Teaser from Sega below:


----------



## vampiregenocide (May 28, 2009)

I saw some screenshots for this in a magazine, looks insane.


----------



## hufschmid (May 28, 2009)

If its a survivor like ''blow the heads up of the aliens on the screen'' that would really suck...

If its truly a one person game with those graphics and a story which is exactly like the movie, that would be epic


----------



## DDDorian (May 28, 2009)

So is this one actually still coming out? I know Sega had three or four Aliens games in the works, including an RPG, but they canned most of them about six weeks back.


----------



## HighGain510 (May 28, 2009)

I believe so, these videos were just released like 2 weeks ago IIRC? Plus the pictures were in some gaming magazine recently so I'm hoping so! 

EDIT: Yep, definitely coming out. It's on Sega's website currently:

http://www.sega.com/games/aliens-vs-predator/

Says coming to PC, PS3 and XBox 360 Early 2010!  Here's hoping it's good!


----------



## Triple-J (May 28, 2009)

I think this is the one being made by Rebellion the creators of the original AvP game on PC (and Jaguar too i think) which means it's guaranteed to be great! 

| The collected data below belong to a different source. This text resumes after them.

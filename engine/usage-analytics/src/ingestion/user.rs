//! Open-app pipeline: device/user dedupe bookkeeping and every counter that
//! hangs off an app launch.

use super::StepLog;
use crate::error::Result;
use crate::events::EventMetadata;
use crate::metrics::{
    channel_active_user_retention, channel_new_user_retention, ACTIVE_USER_RETENTION,
    ACTIVE_USER_TIME_DISTRIBUTION, DAILY_ACTIVE_CPV, DAILY_ACTIVE_USER_FRESHNESS,
    FRESHNESS_CLAMP, NEW_REGISTERED_USER_CPV, NEW_USER_CPV, NEW_USER_RETENTION,
    NEW_USER_TIME_DISTRIBUTION, OPEN_APP_CPV, OPEN_APP_TIME_DISTRIBUTION, RETENTION_HORIZONS,
};
use chrono::FixedOffset;
use counter_store::date::{date_floor, days_before, days_between, hour_of_day};
use counter_store::{AnalyticsStore, DeviceAttribution, OpenAppLogEntry};
use std::sync::Arc;

/// Translates open-app events into counter writes
#[derive(Clone)]
pub struct OpenAppPipeline {
    store: Arc<dyn AnalyticsStore>,
    zone: FixedOffset,
}

impl OpenAppPipeline {
    pub fn new(store: Arc<dyn AnalyticsStore>, zone: FixedOffset) -> Self {
        Self { store, zone }
    }

    /// Handle one resolved open-app event.
    ///
    /// Counter failures are logged and the remaining steps still run; the
    /// attribution and activity upserts gate later steps, so their failures
    /// end the event early. The first failure is returned.
    pub async fn handle(&self, metadata: &EventMetadata) -> Result<()> {
        let tenant = metadata.app_id.as_str();
        let device_id = metadata.device_id.as_str();
        let date = metadata.date_timestamp;
        let hour = hour_of_day(metadata.timestamp, self.zone).to_string();
        let key = metadata.cpv_key();
        let store = &self.store;
        let mut steps = StepLog::new("open_app", tenant, device_id);

        tracing::debug!(tenant, device_id, date, "Handling open app event");

        let entry = OpenAppLogEntry {
            device_id: device_id.to_string(),
            timestamp: metadata.timestamp,
            channel: metadata.channel.clone(),
            platform: metadata.platform.clone(),
            version: metadata.version.clone(),
            user_id: metadata.user_id.clone(),
        };
        steps.record("append_open_app", store.append_open_app(tenant, &entry).await);
        steps.record(
            OPEN_APP_TIME_DISTRIBUTION,
            store.add_slot(tenant, OPEN_APP_TIME_DISTRIBUTION, &hour, date, 1.0).await,
        );
        steps.record(OPEN_APP_CPV, store.add_cpv(tenant, OPEN_APP_CPV, &key, date, 1.0).await);

        if !metadata.user_id.is_empty() {
            let registered = store.register_user_id(tenant, &metadata.user_id).await;
            if let Some(outcome) = steps.record("register_user_id", registered) {
                if outcome.was_inserted() {
                    tracing::debug!(tenant, user_id = %metadata.user_id, "Newly registered user");
                    steps.record(
                        NEW_REGISTERED_USER_CPV,
                        store.add_cpv(tenant, NEW_REGISTERED_USER_CPV, &key, date, 1.0).await,
                    );
                }
            }
        }

        let attribution = DeviceAttribution {
            device_id: device_id.to_string(),
            channel: metadata.channel.clone(),
            platform: metadata.platform.clone(),
            version: metadata.version.clone(),
            user_id: metadata.user_id.clone(),
            created_at: metadata.timestamp,
            updated_at: metadata.timestamp,
        };
        let attributed = store.upsert_attribution(tenant, &attribution).await;
        let Some(device) = steps.gate("upsert_attribution", attributed) else {
            return steps.finish();
        };
        if device.was_inserted() {
            tracing::debug!(tenant, device_id, "New device");
            steps.record(
                NEW_USER_TIME_DISTRIBUTION,
                store.add_slot(tenant, NEW_USER_TIME_DISTRIBUTION, &hour, date, 1.0).await,
            );
            steps.record(NEW_USER_CPV, store.add_cpv(tenant, NEW_USER_CPV, &key, date, 1.0).await);
        }

        let marked = store.mark_device_active(tenant, device_id, date).await;
        let Some(activity) = steps.gate("mark_device_active", marked) else {
            return steps.finish();
        };
        if activity.already_existed {
            return steps.finish();
        }

        tracing::debug!(tenant, device_id, "First open today");
        steps.record(DAILY_ACTIVE_CPV, store.add_cpv(tenant, DAILY_ACTIVE_CPV, &key, date, 1.0).await);
        steps.record(
            ACTIVE_USER_TIME_DISTRIBUTION,
            store.add_slot(tenant, ACTIVE_USER_TIME_DISTRIBUTION, &hour, date, 1.0).await,
        );

        let created_at = if device.was_inserted() {
            Some(metadata.timestamp)
        } else {
            steps
                .record("attribution", store.attribution(tenant, device_id).await)
                .map(|found| found.map_or(metadata.timestamp, |record| record.created_at))
        };
        if let Some(created_at) = created_at {
            let created_date = date_floor(created_at, self.zone);
            let delta = days_between(created_date, date);
            self.update_new_user_retention(&mut steps, metadata, created_date, delta).await;
            self.update_active_user_freshness(&mut steps, tenant, date, delta).await;
        }
        self.update_active_user_retention(&mut steps, metadata).await;

        steps.finish()
    }

    /// Credit the device's creation-date cohort when today is one of the
    /// tracked horizons after it.
    async fn update_new_user_retention(
        &self,
        steps: &mut StepLog<'_>,
        metadata: &EventMetadata,
        created_date: i64,
        delta: i64,
    ) {
        if !RETENTION_HORIZONS.contains(&delta) {
            return;
        }
        let tenant = metadata.app_id.as_str();
        let slot = delta.to_string();
        let channel_metric = channel_new_user_retention(&metadata.channel);

        steps.record(
            NEW_USER_RETENTION,
            self.store.add_slot(tenant, NEW_USER_RETENTION, &slot, created_date, 1.0).await,
        );
        steps.record(
            "channel_new_user_retention",
            self.store.add_slot(tenant, &channel_metric, &slot, created_date, 1.0).await,
        );
    }

    /// Backfill every horizon date on which this device was also active.
    async fn update_active_user_retention(
        &self,
        steps: &mut StepLog<'_>,
        metadata: &EventMetadata,
    ) {
        let tenant = metadata.app_id.as_str();
        let channel_metric = channel_active_user_retention(&metadata.channel);

        for horizon in RETENTION_HORIZONS {
            let past = days_before(metadata.date_timestamp, horizon);
            let active = self.store.was_device_active(tenant, &metadata.device_id, past).await;
            if steps.record("was_device_active", active) != Some(true) {
                continue;
            }
            let slot = horizon.to_string();
            steps.record(
                ACTIVE_USER_RETENTION,
                self.store.add_slot(tenant, ACTIVE_USER_RETENTION, &slot, past, 1.0).await,
            );
            steps.record(
                "channel_active_user_retention",
                self.store.add_slot(tenant, &channel_metric, &slot, past, 1.0).await,
            );
        }
    }

    /// Age of the device in days, anything past the last horizon in one slot.
    async fn update_active_user_freshness(
        &self,
        steps: &mut StepLog<'_>,
        tenant: &str,
        date: i64,
        delta: i64,
    ) {
        let slot = delta.clamp(0, FRESHNESS_CLAMP).to_string();
        steps.record(
            DAILY_ACTIVE_USER_FRESHNESS,
            self.store.add_slot(tenant, DAILY_ACTIVE_USER_FRESHNESS, &slot, date, 1.0).await,
        );
    }
}

#[cfg(test)]
mod tests {
    use super::*;
    use crate::metrics::*;
    use counter_store::date::SECONDS_PER_DAY;
    use counter_store::{ActivityStore, CounterStore, MemoryStore};

    const TENANT: &str = "app";
    // 2024-03-10T00:00:00+08:00
    const DAY0: i64 = 1_710_000_000;

    fn zone() -> FixedOffset {
        FixedOffset::east_opt(8 * 3600).unwrap()
    }

    fn open(device_id: &str, timestamp: i64) -> EventMetadata {
        EventMetadata {
            app_id: TENANT.into(),
            device_id: device_id.into(),
            channel: "appstore".into(),
            platform: "ios".into(),
            version: "1.0".into(),
            user_id: format!("user-{device_id}"),
            timestamp,
            date_timestamp: 0,
        }
        .resolve(zone())
        .unwrap()
    }

    fn setup() -> (Arc<MemoryStore>, OpenAppPipeline) {
        let store = Arc::new(MemoryStore::new());
        let pipeline = OpenAppPipeline::new(store.clone(), zone());
        (store, pipeline)
    }

    async fn cpv_total(store: &MemoryStore, metric: &str, date: i64) -> f64 {
        store.sum_cpv_total(TENANT, metric, date, date).await.unwrap()
    }

    async fn slot(store: &MemoryStore, metric: &str, slot: &str, date: i64) -> Option<f64> {
        let span = store.span_slot(TENANT, metric, date, date).await.unwrap();
        span.get(&date).and_then(|slots| slots.get(slot)).copied()
    }

    #[test]
    fn test_day0_is_local_midnight() {
        assert_eq!(date_floor(DAY0, zone()), DAY0);
        assert_eq!(hour_of_day(DAY0 + 9 * 3600, zone()), 9);
    }

    #[tokio::test]
    async fn test_first_open_end_to_end() {
        let (store, pipeline) = setup();
        let event = open("D1", DAY0 + 9 * 3600);
        let date = event.date_timestamp;
        let hour = hour_of_day(event.timestamp, zone()).to_string();

        pipeline.handle(&event).await.unwrap();

        let log_rows = store.open_counts_by_device(TENANT, date, date + SECONDS_PER_DAY).await.unwrap();
        assert_eq!(log_rows, vec![1]);
        assert_eq!(slot(&store, OPEN_APP_TIME_DISTRIBUTION, &hour, date).await, Some(1.0));
        assert_eq!(cpv_total(&store, OPEN_APP_CPV, date).await, 1.0);
        assert_eq!(cpv_total(&store, NEW_REGISTERED_USER_CPV, date).await, 1.0);
        assert_eq!(cpv_total(&store, NEW_USER_CPV, date).await, 1.0);
        assert_eq!(cpv_total(&store, DAILY_ACTIVE_CPV, date).await, 1.0);
        assert_eq!(slot(&store, NEW_USER_TIME_DISTRIBUTION, &hour, date).await, Some(1.0));
        assert_eq!(slot(&store, ACTIVE_USER_TIME_DISTRIBUTION, &hour, date).await, Some(1.0));
        assert_eq!(slot(&store, NEW_USER_RETENTION, "0", date).await, None);
        assert_eq!(slot(&store, DAILY_ACTIVE_USER_FRESHNESS, "0", date).await, Some(1.0));
    }

    #[tokio::test]
    async fn test_duplicate_delivery_is_idempotent_for_gated_counters() {
        let (store, pipeline) = setup();
        let event = open("D1", DAY0 + 9 * 3600);
        let date = event.date_timestamp;
        let hour = hour_of_day(event.timestamp, zone()).to_string();

        pipeline.handle(&event).await.unwrap();
        pipeline.handle(&event).await.unwrap();

        let log_rows = store.open_counts_by_device(TENANT, date, date + SECONDS_PER_DAY).await.unwrap();
        assert_eq!(log_rows, vec![2]);
        assert_eq!(slot(&store, OPEN_APP_TIME_DISTRIBUTION, &hour, date).await, Some(2.0));
        assert_eq!(cpv_total(&store, OPEN_APP_CPV, date).await, 2.0);
        assert_eq!(cpv_total(&store, NEW_REGISTERED_USER_CPV, date).await, 1.0);
        assert_eq!(cpv_total(&store, NEW_USER_CPV, date).await, 1.0);
        assert_eq!(cpv_total(&store, DAILY_ACTIVE_CPV, date).await, 1.0);
        assert_eq!(slot(&store, ACTIVE_USER_TIME_DISTRIBUTION, &hour, date).await, Some(1.0));
        assert_eq!(slot(&store, DAILY_ACTIVE_USER_FRESHNESS, "0", date).await, Some(1.0));
    }

    #[tokio::test]
    async fn test_concurrent_duplicates_count_once() {
        let (store, pipeline) = setup();
        let event = open("D1", DAY0 + 3600);
        let date = event.date_timestamp;

        let handles: Vec<_> = (0..16)
            .map(|_| {
                let pipeline = pipeline.clone();
                let event = event.clone();
                tokio::spawn(async move { pipeline.handle(&event).await })
            })
            .collect();
        for handle in futures::future::join_all(handles).await {
            handle.unwrap().unwrap();
        }

        assert_eq!(cpv_total(&store, OPEN_APP_CPV, date).await, 16.0);
        assert_eq!(cpv_total(&store, NEW_USER_CPV, date).await, 1.0);
        assert_eq!(cpv_total(&store, DAILY_ACTIVE_CPV, date).await, 1.0);
    }

    #[tokio::test]
    async fn test_retention_on_horizon_day() {
        let (store, pipeline) = setup();
        let first = open("D1", DAY0 + 3600);
        let cohort = first.date_timestamp;
        pipeline.handle(&first).await.unwrap();

        let week_later = open("D1", DAY0 + 7 * SECONDS_PER_DAY + 3600);
        pipeline.handle(&week_later).await.unwrap();

        assert_eq!(slot(&store, NEW_USER_RETENTION, "7", cohort).await, Some(1.0));
        assert_eq!(
            slot(&store, &channel_new_user_retention("appstore"), "7", cohort).await,
            Some(1.0)
        );
        // active seven days ago, so that day is confirmed retained
        assert_eq!(slot(&store, ACTIVE_USER_RETENTION, "7", cohort).await, Some(1.0));
        assert_eq!(
            slot(&store, &channel_active_user_retention("appstore"), "7", cohort).await,
            Some(1.0)
        );
        assert_eq!(
            slot(&store, DAILY_ACTIVE_USER_FRESHNESS, "7", week_later.date_timestamp).await,
            Some(1.0)
        );
    }

    #[tokio::test]
    async fn test_day_31_skips_retention_and_clamps_freshness() {
        let (store, pipeline) = setup();
        let first = open("D1", DAY0 + 3600);
        let cohort = first.date_timestamp;
        pipeline.handle(&first).await.unwrap();

        let later = open("D1", DAY0 + 31 * SECONDS_PER_DAY + 3600);
        pipeline.handle(&later).await.unwrap();

        let span = store
            .span_slot(TENANT, NEW_USER_RETENTION, cohort, later.date_timestamp)
            .await
            .unwrap();
        assert!(span.is_empty());
        assert_eq!(slot(&store, DAILY_ACTIVE_USER_FRESHNESS, "31", later.date_timestamp).await, Some(1.0));
    }

    #[tokio::test]
    async fn test_day_between_horizons_writes_nothing() {
        let (store, pipeline) = setup();
        let first = open("D1", DAY0 + 3600);
        pipeline.handle(&first).await.unwrap();
        let later = open("D1", DAY0 + 10 * SECONDS_PER_DAY + 3600);
        pipeline.handle(&later).await.unwrap();

        let span = store
            .span_slot(TENANT, NEW_USER_RETENTION, first.date_timestamp, later.date_timestamp)
            .await
            .unwrap();
        assert!(span.is_empty());
        assert_eq!(slot(&store, DAILY_ACTIVE_USER_FRESHNESS, "10", later.date_timestamp).await, Some(1.0));
    }

    #[tokio::test]
    async fn test_empty_user_id_is_not_registered() {
        let (store, pipeline) = setup();
        let mut event = open("D1", DAY0 + 3600);
        event.user_id = String::new();
        pipeline.handle(&event).await.unwrap();
        assert_eq!(cpv_total(&store, NEW_REGISTERED_USER_CPV, event.date_timestamp).await, 0.0);
        assert_eq!(cpv_total(&store, NEW_USER_CPV, event.date_timestamp).await, 1.0);
    }

    #[tokio::test]
    async fn test_known_user_on_new_device() {
        let (store, pipeline) = setup();
        let first = open("D1", DAY0 + 3600);
        pipeline.handle(&first).await.unwrap();

        let mut second = open("D2", DAY0 + 7200);
        second.user_id = first.user_id.clone();
        pipeline.handle(&second).await.unwrap();

        let date = first.date_timestamp;
        assert_eq!(cpv_total(&store, NEW_REGISTERED_USER_CPV, date).await, 1.0);
        assert_eq!(cpv_total(&store, NEW_USER_CPV, date).await, 2.0);
        assert_eq!(cpv_total(&store, DAILY_ACTIVE_CPV, date).await, 2.0);
    }
}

Their original is one of the best shooters ever each character has a totally different style of play which basically makes it 3 games in 1 a survival horror, a stealth game and ....er.......some kind of bizarre cross between Spiderman Tony Hawk's and Cannibal Holocaust! it's still very playable and well worth seeking out as a taster of what's to come plus it can be picked up for pennies now.


----------



## HighGain510 (Feb 2, 2010)

Well it's finally coming out!!!  2 more weeks until it drops, I can't wait, I've been watching youtube vids of actual multiplayer demos and it looks sick!  Here's a few that were cool:


[YOUTUBEVID]or4G9e4czNY[/YOUTUBEVID]


[YOUTUBEVID]q6QZLuRYKWc[/YOUTUBEVID]


There are a whole bunch of others but I can't run through them right now to find the best ones. Of course my main 360 (Elite, 2 years old) died with an E74 error 2 days ago so that will be gone for 2+ weeks now and my old 360 is giving me disc-reading errors now.  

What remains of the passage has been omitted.